═════ INFORMATION SHOWN

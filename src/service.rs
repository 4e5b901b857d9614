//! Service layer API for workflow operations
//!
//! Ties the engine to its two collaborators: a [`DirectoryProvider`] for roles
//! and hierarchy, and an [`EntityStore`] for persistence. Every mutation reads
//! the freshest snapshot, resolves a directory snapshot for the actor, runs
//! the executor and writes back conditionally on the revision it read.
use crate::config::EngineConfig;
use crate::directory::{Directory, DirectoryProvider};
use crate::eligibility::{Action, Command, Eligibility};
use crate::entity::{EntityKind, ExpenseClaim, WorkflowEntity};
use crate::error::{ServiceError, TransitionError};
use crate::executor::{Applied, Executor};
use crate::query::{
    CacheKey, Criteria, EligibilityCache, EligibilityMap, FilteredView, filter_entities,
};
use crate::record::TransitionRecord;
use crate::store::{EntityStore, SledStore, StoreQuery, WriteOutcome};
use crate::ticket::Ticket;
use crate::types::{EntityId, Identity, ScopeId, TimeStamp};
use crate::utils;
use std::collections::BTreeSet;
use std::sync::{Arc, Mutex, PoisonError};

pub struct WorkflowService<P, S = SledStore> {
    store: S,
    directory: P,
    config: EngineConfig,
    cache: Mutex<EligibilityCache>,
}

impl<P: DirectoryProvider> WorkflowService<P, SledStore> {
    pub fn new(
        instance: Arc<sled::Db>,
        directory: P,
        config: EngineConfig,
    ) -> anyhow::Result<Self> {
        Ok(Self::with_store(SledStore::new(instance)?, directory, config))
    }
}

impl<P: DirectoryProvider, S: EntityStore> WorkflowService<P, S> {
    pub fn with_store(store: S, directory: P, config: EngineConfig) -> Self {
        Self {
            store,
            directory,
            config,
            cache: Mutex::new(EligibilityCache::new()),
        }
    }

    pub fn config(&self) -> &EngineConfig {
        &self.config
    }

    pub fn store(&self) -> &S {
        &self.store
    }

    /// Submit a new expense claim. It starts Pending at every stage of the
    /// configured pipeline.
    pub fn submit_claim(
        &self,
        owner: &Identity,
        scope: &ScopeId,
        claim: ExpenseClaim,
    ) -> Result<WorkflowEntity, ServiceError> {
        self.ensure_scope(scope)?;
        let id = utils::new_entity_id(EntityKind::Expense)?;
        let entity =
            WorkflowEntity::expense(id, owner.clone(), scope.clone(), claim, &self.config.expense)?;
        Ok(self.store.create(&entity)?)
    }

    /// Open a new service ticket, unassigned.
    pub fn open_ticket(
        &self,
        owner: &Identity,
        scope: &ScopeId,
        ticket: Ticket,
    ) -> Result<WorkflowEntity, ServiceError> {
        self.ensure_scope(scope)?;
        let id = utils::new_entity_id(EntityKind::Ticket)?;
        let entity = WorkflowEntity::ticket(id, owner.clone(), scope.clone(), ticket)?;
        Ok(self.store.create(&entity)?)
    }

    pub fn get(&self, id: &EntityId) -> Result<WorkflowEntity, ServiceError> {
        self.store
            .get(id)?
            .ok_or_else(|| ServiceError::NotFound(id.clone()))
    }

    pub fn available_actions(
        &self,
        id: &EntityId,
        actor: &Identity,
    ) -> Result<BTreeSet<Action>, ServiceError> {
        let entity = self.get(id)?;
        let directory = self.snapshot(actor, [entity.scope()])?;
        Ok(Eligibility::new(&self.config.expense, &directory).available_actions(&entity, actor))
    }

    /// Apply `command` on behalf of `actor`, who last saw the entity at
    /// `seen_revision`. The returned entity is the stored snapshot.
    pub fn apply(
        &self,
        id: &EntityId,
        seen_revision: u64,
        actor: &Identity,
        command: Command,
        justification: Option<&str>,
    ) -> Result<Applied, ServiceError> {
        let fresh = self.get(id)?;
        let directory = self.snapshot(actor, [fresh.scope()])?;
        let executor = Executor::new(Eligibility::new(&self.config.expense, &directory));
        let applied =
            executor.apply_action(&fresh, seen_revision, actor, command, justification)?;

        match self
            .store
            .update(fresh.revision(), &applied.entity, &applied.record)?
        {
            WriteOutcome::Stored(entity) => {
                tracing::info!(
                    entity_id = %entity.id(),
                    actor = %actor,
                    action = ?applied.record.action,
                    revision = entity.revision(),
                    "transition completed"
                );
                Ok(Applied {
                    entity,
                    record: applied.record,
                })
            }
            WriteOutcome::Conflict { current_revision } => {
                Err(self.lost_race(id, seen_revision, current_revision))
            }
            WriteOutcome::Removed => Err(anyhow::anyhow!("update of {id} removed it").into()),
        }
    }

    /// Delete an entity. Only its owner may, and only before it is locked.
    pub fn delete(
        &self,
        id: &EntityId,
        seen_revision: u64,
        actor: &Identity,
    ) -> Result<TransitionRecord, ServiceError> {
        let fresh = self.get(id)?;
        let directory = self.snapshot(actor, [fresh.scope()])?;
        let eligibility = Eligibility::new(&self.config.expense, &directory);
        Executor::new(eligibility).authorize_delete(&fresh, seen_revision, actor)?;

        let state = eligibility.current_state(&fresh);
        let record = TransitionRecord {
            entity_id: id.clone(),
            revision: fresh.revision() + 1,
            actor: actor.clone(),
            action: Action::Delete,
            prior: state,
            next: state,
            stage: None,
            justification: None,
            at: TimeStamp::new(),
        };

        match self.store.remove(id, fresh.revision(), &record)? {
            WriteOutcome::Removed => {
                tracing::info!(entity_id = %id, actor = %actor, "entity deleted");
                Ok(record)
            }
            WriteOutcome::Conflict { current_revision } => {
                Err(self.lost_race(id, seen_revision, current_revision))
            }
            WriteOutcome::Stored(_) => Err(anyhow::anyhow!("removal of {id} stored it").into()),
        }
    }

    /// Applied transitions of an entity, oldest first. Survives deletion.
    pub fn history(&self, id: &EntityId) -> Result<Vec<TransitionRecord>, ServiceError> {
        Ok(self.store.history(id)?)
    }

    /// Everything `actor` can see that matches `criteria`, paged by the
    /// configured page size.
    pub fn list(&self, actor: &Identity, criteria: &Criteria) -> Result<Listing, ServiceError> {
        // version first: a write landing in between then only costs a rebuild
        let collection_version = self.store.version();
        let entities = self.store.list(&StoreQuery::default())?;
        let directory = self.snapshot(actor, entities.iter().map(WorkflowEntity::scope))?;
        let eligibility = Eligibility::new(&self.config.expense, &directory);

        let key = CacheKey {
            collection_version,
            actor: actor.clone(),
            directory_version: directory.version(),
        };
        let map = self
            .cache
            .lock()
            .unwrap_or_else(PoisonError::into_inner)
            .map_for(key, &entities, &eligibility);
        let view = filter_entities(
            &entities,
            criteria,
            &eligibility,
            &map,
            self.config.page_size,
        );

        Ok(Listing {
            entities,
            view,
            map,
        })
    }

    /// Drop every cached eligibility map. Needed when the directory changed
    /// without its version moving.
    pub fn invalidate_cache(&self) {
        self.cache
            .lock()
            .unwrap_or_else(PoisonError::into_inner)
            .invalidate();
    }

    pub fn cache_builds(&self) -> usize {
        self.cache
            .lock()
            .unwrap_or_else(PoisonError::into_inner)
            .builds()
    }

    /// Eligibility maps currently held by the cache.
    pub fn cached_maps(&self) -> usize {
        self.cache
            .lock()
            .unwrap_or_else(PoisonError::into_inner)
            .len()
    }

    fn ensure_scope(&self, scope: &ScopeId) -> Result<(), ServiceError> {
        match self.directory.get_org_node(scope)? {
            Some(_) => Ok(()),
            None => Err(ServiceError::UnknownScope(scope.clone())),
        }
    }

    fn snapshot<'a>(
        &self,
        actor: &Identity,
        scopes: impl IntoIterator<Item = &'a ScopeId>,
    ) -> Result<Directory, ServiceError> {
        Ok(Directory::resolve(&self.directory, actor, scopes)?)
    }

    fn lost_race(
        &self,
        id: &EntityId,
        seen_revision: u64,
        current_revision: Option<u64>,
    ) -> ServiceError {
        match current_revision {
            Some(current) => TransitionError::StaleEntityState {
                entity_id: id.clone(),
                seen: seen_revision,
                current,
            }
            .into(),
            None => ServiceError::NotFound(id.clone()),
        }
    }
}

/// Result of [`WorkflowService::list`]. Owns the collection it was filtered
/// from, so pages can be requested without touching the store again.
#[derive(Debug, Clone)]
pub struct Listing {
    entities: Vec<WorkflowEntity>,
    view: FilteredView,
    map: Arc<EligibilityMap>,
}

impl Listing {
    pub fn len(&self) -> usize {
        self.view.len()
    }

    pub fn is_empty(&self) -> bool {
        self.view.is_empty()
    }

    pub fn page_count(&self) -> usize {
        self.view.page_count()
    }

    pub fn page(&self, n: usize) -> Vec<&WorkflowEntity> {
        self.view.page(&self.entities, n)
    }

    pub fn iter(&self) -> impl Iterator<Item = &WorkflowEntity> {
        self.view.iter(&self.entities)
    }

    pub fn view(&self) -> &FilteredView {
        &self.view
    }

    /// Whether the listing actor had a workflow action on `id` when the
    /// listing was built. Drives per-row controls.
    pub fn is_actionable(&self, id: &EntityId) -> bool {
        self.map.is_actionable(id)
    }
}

══════════

### ABOUT THIS EXERCISE
The answer must be every line of the data that contains the word "ExpenseClaim".

### WRITTEN REPLY
use crate::entity::{EntityKind, ExpenseClaim, WorkflowEntity};
        claim: ExpenseClaim,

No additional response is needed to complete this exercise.